Recent major events as of 10:30 a.m., Moscow time (2:30 a.m., New York time)
- Zelensky at dawn: In a new video shared on Telegram, President Zelensky stood outdoors in Kyiv, showing that he remains in the capital despite the approach of Russia’s armed forces. He warned the public not to believe false reports that he’s supposedly ordered the nation’s surrender and urged Ukrainians to keep resisting the invasion. “This is our land. Our country. Our children. And we will defend it all,” said the president.

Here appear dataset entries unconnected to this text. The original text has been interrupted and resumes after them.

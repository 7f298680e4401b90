use std::{
    collections::{BTreeSet, HashMap},
    sync::Arc,
    time::Duration,
};

use async_trait::async_trait;
use sea_orm::{
    ActiveModelTrait, ColumnTrait, ConnectionTrait, DatabaseConnection, DbErr, EntityTrait,
    IntoActiveModel, NotSet, PaginatorTrait, QueryFilter, QueryOrder, QuerySelect, RelationTrait,
    RuntimeErr, Set, SqlErr, TransactionTrait, sea_query::JoinType,
};
use tokio::sync::Mutex;
use tracing::{debug, warn};

use super::{
    CrudRepository, ReadRepository, film::to_film, room::to_room, timeslot::to_timeslot,
};
use crate::{
    entities::{film, room, showtime, timeslot},
    error::{AppError, AppResult},
    models::{
        Film, Room, RoomKey, Showtime, ShowtimeDetails, ShowtimeFilter, Timeslot,
        contains_ignore_case, date_key, search_term, time_key,
    },
};

const WRITE_ATTEMPTS: u32 = 5;
const BUSY_BACKOFF: Duration = Duration::from_millis(20);

/// Showtimes, read with their film, room and timeslot attached.
///
/// Writes go through `write_lock`, one at a time per repository, and run the reference
/// checks, the slot check and the write in one transaction. A transaction the store refuses
/// as busy (another process holding the write lock) is rerun from the start, so its slot
/// check sees whatever the other writer committed.
#[derive(Clone)]
pub struct ShowtimeRepository {
    db: DatabaseConnection,
    write_lock: Arc<Mutex<()>>,
}

impl ShowtimeRepository {
    pub fn new(db: DatabaseConnection) -> Self {
        Self { db, write_lock: Arc::new(Mutex::new(())) }
    }

    /// Column criteria run in SQL; the film title match runs on the resolved rows so it folds
    /// case beyond ASCII and takes `%` and `_` literally.
    pub async fn get_all_with_filters(
        &self,
        filter: &ShowtimeFilter,
    ) -> AppResult<Vec<ShowtimeDetails>> {
        let mut query = showtime::Entity::find();

        if let Some(name) = search_term(filter.cinema_name.as_deref()) {
            query = query.filter(showtime::Column::RoomCinemaName.eq(name));
        }
        if let Some(number) = filter.room_number {
            query = query.filter(showtime::Column::RoomNumber.eq(number));
        }
        if let Some(film_id) = filter.film_id {
            query = query.filter(showtime::Column::FilmId.eq(film_id));
        }
        if let Some(day) = filter.show_date {
            query = query.filter(showtime::Column::ShowDate.eq(date_key(day)));
        }
        if filter.start_time.is_some() || filter.end_time.is_some() {
            query = query.join(JoinType::InnerJoin, showtime::Relation::Timeslot.def());
            if let Some(start) = filter.start_time {
                query = query.filter(timeslot::Column::StartTime.gte(time_key(start)));
            }
            if let Some(end) = filter.end_time {
                query = query.filter(timeslot::Column::EndTime.lte(time_key(end)));
            }
        }

        let rows = query.order_by_asc(showtime::Column::Id).all(&self.db).await?;
        let mut details = resolve(&self.db, rows).await?;
        if let Some(title) = search_term(filter.film_title.as_deref()) {
            details.retain(|s| contains_ignore_case(&s.film.title, title));
        }

        debug!(showtimes = details.len(), "filtered showtimes");
        Ok(details)
    }

    async fn insert_once(&self, record: &Showtime) -> AppResult<i32> {
        let txn = self.db.begin().await?;

        ensure_references(&txn, record).await?;
        if slot_taken(&txn, record, None).await? {
            return Err(slot_conflict(record));
        }

        let model = showtime::ActiveModel {
            id: NotSet,
            price: Set(record.price),
            show_date: Set(date_key(record.show_date)),
            film_id: Set(record.film_id),
            room_cinema_name: Set(record.room.cinema_name.clone()),
            room_number: Set(record.room.number),
            timeslot_id: Set(record.timeslot_id),
        };
        let res = showtime::Entity::insert(model)
            .exec(&txn)
            .await
            .map_err(|err| occupied_or(err, record))?;
        txn.commit().await?;
        Ok(res.last_insert_id)
    }

    /// The slot check only runs when room, timeslot or date moved; a price or film change
    /// keeps the slot the showtime already holds.
    async fn update_once(&self, record: &Showtime) -> AppResult<bool> {
        let txn = self.db.begin().await?;

        let existing = showtime::Entity::find_by_id(record.id)
            .one(&txn)
            .await?
            .ok_or_else(|| AppError::not_found(format!("showtime {}", record.id)))?;
        ensure_references(&txn, record).await?;

        let show_date = date_key(record.show_date);
        let moved = existing.room_cinema_name != record.room.cinema_name
            || existing.room_number != record.room.number
            || existing.timeslot_id != record.timeslot_id
            || existing.show_date != show_date;
        if moved && slot_taken(&txn, record, Some(record.id)).await? {
            return Err(slot_conflict(record));
        }

        let mut model = existing.into_active_model();
        model.price = Set(record.price);
        model.show_date = Set(show_date);
        model.film_id = Set(record.film_id);
        model.room_cinema_name = Set(record.room.cinema_name.clone());
        model.room_number = Set(record.room.number);
        model.timeslot_id = Set(record.timeslot_id);
        model.update(&txn).await.map_err(|err| occupied_or(err, record))?;
        txn.commit().await?;
        Ok(moved)
    }
}

#[async_trait]
impl ReadRepository for ShowtimeRepository {
    type Entity = ShowtimeDetails;
    type Id = i32;

    async fn get_all(&self) -> AppResult<Vec<ShowtimeDetails>> {
        let rows = showtime::Entity::find().all(&self.db).await?;
        resolve(&self.db, rows).await
    }

    async fn get_by_id(&self, id: &i32) -> AppResult<Option<ShowtimeDetails>> {
        let Some(row) = showtime::Entity::find_by_id(*id).one(&self.db).await? else {
            return Ok(None);
        };
        Ok(resolve(&self.db, vec![row]).await?.pop())
    }
}

#[async_trait]
impl CrudRepository for ShowtimeRepository {
    type Record = Showtime;

    async fn insert(&self, record: Showtime) -> AppResult<i32> {
        let _guard = self.write_lock.lock().await;
        let id = retry_busy("insert", || self.insert_once(&record)).await?;

        debug!(id, room = %record.room, date = %record.show_date, "inserted showtime");
        Ok(id)
    }

    async fn update(&self, record: Showtime) -> AppResult<()> {
        let _guard = self.write_lock.lock().await;
        let moved = retry_busy("update", || self.update_once(&record)).await?;

        debug!(id = record.id, moved, "updated showtime");
        Ok(())
    }

    async fn delete(&self, id: &i32) -> AppResult<()> {
        let res = showtime::Entity::delete_by_id(*id).exec(&self.db).await?;
        if res.rows_affected == 0 {
            return Err(AppError::not_found(format!("showtime {id}")));
        }
        debug!(id = *id, "deleted showtime");
        Ok(())
    }
}

/// Reruns `op` while the store reports the database as busy, up to `WRITE_ATTEMPTS` times.
async fn retry_busy<T, F, Fut>(op_name: &str, mut op: F) -> AppResult<T>
where
    F: FnMut() -> Fut,
    Fut: Future<Output = AppResult<T>>,
{
    let mut attempt = 1;
    loop {
        match op().await {
            Err(AppError::Database(err)) if attempt < WRITE_ATTEMPTS && is_busy(&err) => {
                warn!(op = op_name, attempt, error = %err, "store busy, retrying showtime write");
                tokio::time::sleep(BUSY_BACKOFF * attempt).await;
                attempt += 1;
            },
            other => return other,
        }
    }
}

/// SQLITE_BUSY (5) and its extended codes, such as SQLITE_BUSY_SNAPSHOT (517).
fn is_busy(err: &DbErr) -> bool {
    let (DbErr::Conn(RuntimeErr::SqlxError(e))
    | DbErr::Exec(RuntimeErr::SqlxError(e))
    | DbErr::Query(RuntimeErr::SqlxError(e))) = err
    else {
        return false;
    };
    e.as_database_error()
        .and_then(|db| db.code())
        .and_then(|code| code.parse::<i32>().ok())
        .is_some_and(|code| code & 0xff == 5)
}

async fn ensure_references<C: ConnectionTrait>(conn: &C, record: &Showtime) -> AppResult<()> {
    if film::Entity::find_by_id(record.film_id).one(conn).await?.is_none() {
        return Err(AppError::not_found(format!("film {}", record.film_id)));
    }
    if super::room::find_row(conn, &record.room).await?.is_none() {
        return Err(AppError::not_found(&record.room));
    }
    if timeslot::Entity::find_by_id(record.timeslot_id).one(conn).await?.is_none() {
        return Err(AppError::not_found(format!("timeslot {}", record.timeslot_id)));
    }
    Ok(())
}

/// Whether another showtime holds the same room, timeslot and date.
async fn slot_taken<C: ConnectionTrait>(
    conn: &C,
    record: &Showtime,
    exclude: Option<i32>,
) -> AppResult<bool> {
    let mut query = showtime::Entity::find()
        .filter(showtime::Column::RoomCinemaName.eq(record.room.cinema_name.as_str()))
        .filter(showtime::Column::RoomNumber.eq(record.room.number))
        .filter(showtime::Column::TimeslotId.eq(record.timeslot_id))
        .filter(showtime::Column::ShowDate.eq(date_key(record.show_date)));
    if let Some(id) = exclude {
        query = query.filter(showtime::Column::Id.ne(id));
    }
    Ok(query.count(conn).await? > 0)
}

fn slot_conflict(record: &Showtime) -> AppError {
    AppError::Conflict(format!(
        "a showtime already exists in {} at timeslot {} on {}",
        record.room, record.timeslot_id, record.show_date
    ))
}

fn occupied_or(err: DbErr, record: &Showtime) -> AppError {
    match err.sql_err() {
        Some(SqlErr::UniqueConstraintViolation(_)) => {
            warn!(room = %record.room, date = %record.show_date, "slot taken concurrently");
            slot_conflict(record)
        },
        _ => err.into(),
    }
}

/// Attaches film, room and timeslot to each row, three queries in total.
async fn resolve<C: ConnectionTrait>(
    conn: &C,
    rows: Vec<showtime::Model>,
) -> AppResult<Vec<ShowtimeDetails>> {
    if rows.is_empty() {
        return Ok(Vec::new());
    }

    let film_ids: BTreeSet<i32> = rows.iter().map(|r| r.film_id).collect();
    let timeslot_ids: BTreeSet<i32> = rows.iter().map(|r| r.timeslot_id).collect();
    let cinema_names: BTreeSet<&str> = rows.iter().map(|r| r.room_cinema_name.as_str()).collect();

    let films: HashMap<i32, Film> = film::Entity::find()
        .filter(film::Column::Id.is_in(film_ids))
        .all(conn)
        .await?
        .into_iter()
        .map(|f| (f.id, to_film(f)))
        .collect();

    let timeslots: HashMap<i32, Timeslot> = timeslot::Entity::find()
        .filter(timeslot::Column::Id.is_in(timeslot_ids))
        .all(conn)
        .await?
        .into_iter()
        .map(|t| to_timeslot(t).map(|t| (t.id, t)))
        .collect::<AppResult<_>>()?;

    let rooms: HashMap<RoomKey, Room> = room::Entity::find()
        .filter(room::Column::CinemaName.is_in(cinema_names))
        .all(conn)
        .await?
        .into_iter()
        .map(|r| to_room(r).map(|r| (r.key(), r)))
        .collect::<AppResult<_>>()?;

    let mut out = Vec::with_capacity(rows.len());
    for row in rows {
        let key = RoomKey::new(row.room_cinema_name, row.room_number);
        let (Some(film), Some(room), Some(timeslot)) =
            (films.get(&row.film_id), rooms.get(&key), timeslots.get(&row.timeslot_id))
        else {
            warn!(id = row.id, "showtime with dangling reference skipped");
            continue;
        };
        out.push(ShowtimeDetails {
            id: row.id,
            price: row.price,
            show_date: row.show_date.parse()?,
            film: film.clone(),
            room: room.clone(),
            timeslot: timeslot.clone(),
        });
    }

    out.sort_by(|a, b| {
        (a.show_date, a.timeslot.start_time, a.id).cmp(&(b.show_date, b.timeslot.start_time, b.id))
    });
    Ok(out)
}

- A residential high-rise under attack: A powerful explosion tore a large hole in a residential building in Kyiv’s Zhuliany district, not far from the Sikorsky International Airport. The Ukrainian news agency UNIAN reported that the damage was caused by a missile. Unverified footage of the rocket attack later appeared on social media. The Zelensky administration has stated that there are no military installations near the building that sustained the attack. In fact, the president’s office explained, one of the neighboring structures is a hospital with a maternity ward. Moscow has not commented on the incident.
- The other kind of rocket: Russia’s national space agency has suspended Soyuz rocket launches from the Guiana Space Center from French Guiana in retaliation for the European Union’s sanctions against Russia for the invasion of Ukraine. Roscosmos supplies Soyuz vehicles as part of the European Space Agency’s program.
- Moscow lists its victories: Russia’s Defense Ministry says its troops have captured the southeastern Ukrainian city of Melitopol, home to roughly 154,000 people. The Russian Navy says it has destroyed eight Ukrainian ships, while the Army claims to have disabled 821 military facilities (including 14 airfields, 19 command and communication centers, 24 anti-aircraft missile systems, and 48 radar stations). Russian soldiers have reportedly shot down seven Ukrainian warplanes, seven attack helicopters, and nine drones, and destroyed 87 tanks and other armored vehicles, 28 multiple launch rocket systems, and 118 military vehicles.